**EXERCISE OBJECTIVE:** Write out, from the entries below, exactly the lines that run between the lines holding "use std::fmt;" and "const UNIT_ATTENTION: u8 = 0x06;", inclusive, and stop there.

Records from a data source
____
//! Status classification for SG_IO replies
//!
//! Folds the SCSI status byte, the host adapter status, the driver status
//! and the sense buffer into a small taxonomy. Only [`StatusCategory::Clean`]
//! and [`StatusCategory::Recovered`] count as success.

use serde::{Deserialize, Serialize};
use std::fmt;

// SCSI status byte (already masked with STATUS_MASK)
const STATUS_MASK: u8 = 0x7e;
const CHECK_CONDITION: u8 = 0x02;
const COMMAND_TERMINATED: u8 = 0x22;

// host_status
const DID_NO_CONNECT: u16 = 0x01;
const DID_BUS_BUSY: u16 = 0x02;
const DID_TIME_OUT: u16 = 0x03;

// driver_status
const DRIVER_MASK: u16 = 0x0f;
const DRIVER_TIMEOUT: u16 = 0x06;
const DRIVER_SENSE: u16 = 0x08;

// sense keys
const RECOVERED_ERROR: u8 = 0x01;
const UNIT_ATTENTION: u8 = 0x06;

// additional sense codes under UNIT ATTENTION
const ASC_MEDIUM_CHANGED: u8 = 0x28;
const ASC_RESET: u8 = 0x29;

#[derive(Debug, Clone, Copy, PartialEq, Eq, Hash, Serialize, Deserialize)]
#[serde(rename_all = "snake_case")]
pub enum StatusCategory {
    Clean,
    Recovered,
    MediaChanged,
    Reset,
    Timeout,
    DiagnosticPresent,
    Other,
}

impl StatusCategory {
    pub fn is_success(&self) -> bool {
        matches!(self, StatusCategory::Clean | StatusCategory::Recovered)
    }

    pub fn as_str(&self) -> &'static str {
        match self {
            StatusCategory::Clean => "clean",
            StatusCategory::Recovered => "recovered error",
            StatusCategory::MediaChanged => "media changed",
            StatusCategory::Reset => "reset",
            StatusCategory::Timeout => "timeout",
            StatusCategory::DiagnosticPresent => "sense data",
            StatusCategory::Other => "other error",
        }
    }
}

impl fmt::Display for StatusCategory {
    fn fmt(&self, f: &mut fmt::Formatter<'_>) -> fmt::Result {
        f.write_str(self.as_str())
    }
}

/// Classify one completed request. `sense` holds only the bytes the
/// driver actually wrote.
pub fn classify(status: u8, host_status: u16, driver_status: u16, sense: &[u8]) -> StatusCategory {
    let status = status & STATUS_MASK;

    if status == 0 && host_status == 0 && driver_status == 0 {
        return StatusCategory::Clean;
    }

    if status == CHECK_CONDITION
        || status == COMMAND_TERMINATED
        || (driver_status & DRIVER_MASK) == DRIVER_SENSE
    {
        return classify_sense(sense);
    }

    if matches!(host_status, DID_NO_CONNECT | DID_BUS_BUSY | DID_TIME_OUT) {
        return StatusCategory::Timeout;
    }

    if driver_status == DRIVER_TIMEOUT {
        return StatusCategory::Timeout;
    }

    StatusCategory::Other
}

fn classify_sense(sense: &[u8]) -> StatusCategory {
    if sense.len() <= 2 {
        return StatusCategory::DiagnosticPresent;
    }

    let (key, extra) = if sense[0] & 0x80 != 0 {
        (sense[1] & 0x0f, sense[2])
    } else {
        let extra = if sense.len() > 12 { sense[12] } else { 0 };
        (sense[2] & 0x0f, extra)
    };

    match (key, extra) {
        (RECOVERED_ERROR, _) => StatusCategory::Recovered,
        (UNIT_ATTENTION, ASC_MEDIUM_CHANGED) => StatusCategory::MediaChanged,
        (UNIT_ATTENTION, ASC_RESET) => StatusCategory::Reset,
        _ => StatusCategory::DiagnosticPresent,
    }
}

#[cfg(test)]
mod tests {
    use super::*;

    fn fixed_sense(key: u8, asc: u8) -> [u8; 18] {
        let mut sense = [0u8; 18];
        sense[0] = 0x70;
        sense[2] = key;
        sense[7] = 10;
        sense[12] = asc;
        sense
    }

    #[test]
    fn test_clean() {
        assert_eq!(classify(0, 0, 0, &[]), StatusCategory::Clean);
        // reserved bits of the status byte are ignored
        assert_eq!(classify(0x81, 0, 0, &[]), StatusCategory::Clean);
    }

    #[test]
    fn test_recovered_is_success() {
        let sense = fixed_sense(RECOVERED_ERROR, 0x17);
        let cat = classify(CHECK_CONDITION, 0, 0, &sense);
        assert_eq!(cat, StatusCategory::Recovered);
        assert!(cat.is_success());
    }

    #[test]
    fn test_unit_attention() {
        let changed = fixed_sense(UNIT_ATTENTION, 0x28);
        assert_eq!(classify(CHECK_CONDITION, 0, 0, &changed), StatusCategory::MediaChanged);

        let reset = fixed_sense(UNIT_ATTENTION, 0x29);
        assert_eq!(classify(COMMAND_TERMINATED, 0, 0, &reset), StatusCategory::Reset);

        let other = fixed_sense(UNIT_ATTENTION, 0x3f);
        assert_eq!(classify(CHECK_CONDITION, 0, 0, &other), StatusCategory::DiagnosticPresent);
    }

    #[test]
    fn test_high_bit_layout_reads_key_from_byte_one() {
        let sense = [0x80, UNIT_ATTENTION, 0x28, 0, 0];
        assert_eq!(classify(0, 0, DRIVER_SENSE, &sense), StatusCategory::MediaChanged);
    }

    #[test]
    fn test_short_sense_buffer() {
        assert_eq!(classify(CHECK_CONDITION, 0, 0, &[0x70, 0]), StatusCategory::DiagnosticPresent);
        // too short for byte 12: extra defaults to 0
        let sense = [0x70, 0, UNIT_ATTENTION, 0, 0, 0];
        assert_eq!(classify(CHECK_CONDITION, 0, 0, &sense), StatusCategory::DiagnosticPresent);
    }

    #[test]
    fn test_driver_sense_flag_uses_low_nibble() {
        let sense = fixed_sense(RECOVERED_ERROR, 0);
        assert_eq!(classify(0, 0, 0x10 | DRIVER_SENSE, &sense), StatusCategory::Recovered);
    }

    #[test]
    fn test_timeouts() {
        for host in [DID_NO_CONNECT, DID_BUS_BUSY, DID_TIME_OUT] {
            assert_eq!(classify(0, host, 0, &[]), StatusCategory::Timeout);
        }
        assert_eq!(classify(0, 0, DRIVER_TIMEOUT, &[]), StatusCategory::Timeout);
        // bad target is not a timeout
        assert_eq!(classify(0, 0x04, 0, &[]), StatusCategory::Other);
    }

    #[test]
    fn test_other() {
        assert_eq!(classify(0x08, 0, 0, &[]), StatusCategory::Other);
        assert!(!StatusCategory::Other.is_success());
        assert!(!StatusCategory::Timeout.is_success());
    }

    #[test]
    fn test_pure() {
        let sense = fixed_sense(UNIT_ATTENTION, 0x28);
        let first = classify(CHECK_CONDITION, 0, DRIVER_SENSE, &sense);
        for _ in 0..4 {
            assert_eq!(classify(CHECK_CONDITION, 0, DRIVER_SENSE, &sense), first);
        }
    }
}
____
**PROBLEM SOLUTION:**
use std::fmt;

// SCSI status byte (already masked with STATUS_MASK)
const STATUS_MASK: u8 = 0x7e;
const CHECK_CONDITION: u8 = 0x02;
const COMMAND_TERMINATED: u8 = 0x22;

// host_status
const DID_NO_CONNECT: u16 = 0x01;
const DID_BUS_BUSY: u16 = 0x02;
const DID_TIME_OUT: u16 = 0x03;

// driver_status
const DRIVER_MASK: u16 = 0x0f;
const DRIVER_TIMEOUT: u16 = 0x06;
const DRIVER_SENSE: u16 = 0x08;

// sense keys
const RECOVERED_ERROR: u8 = 0x01;
const UNIT_ATTENTION: u8 = 0x06;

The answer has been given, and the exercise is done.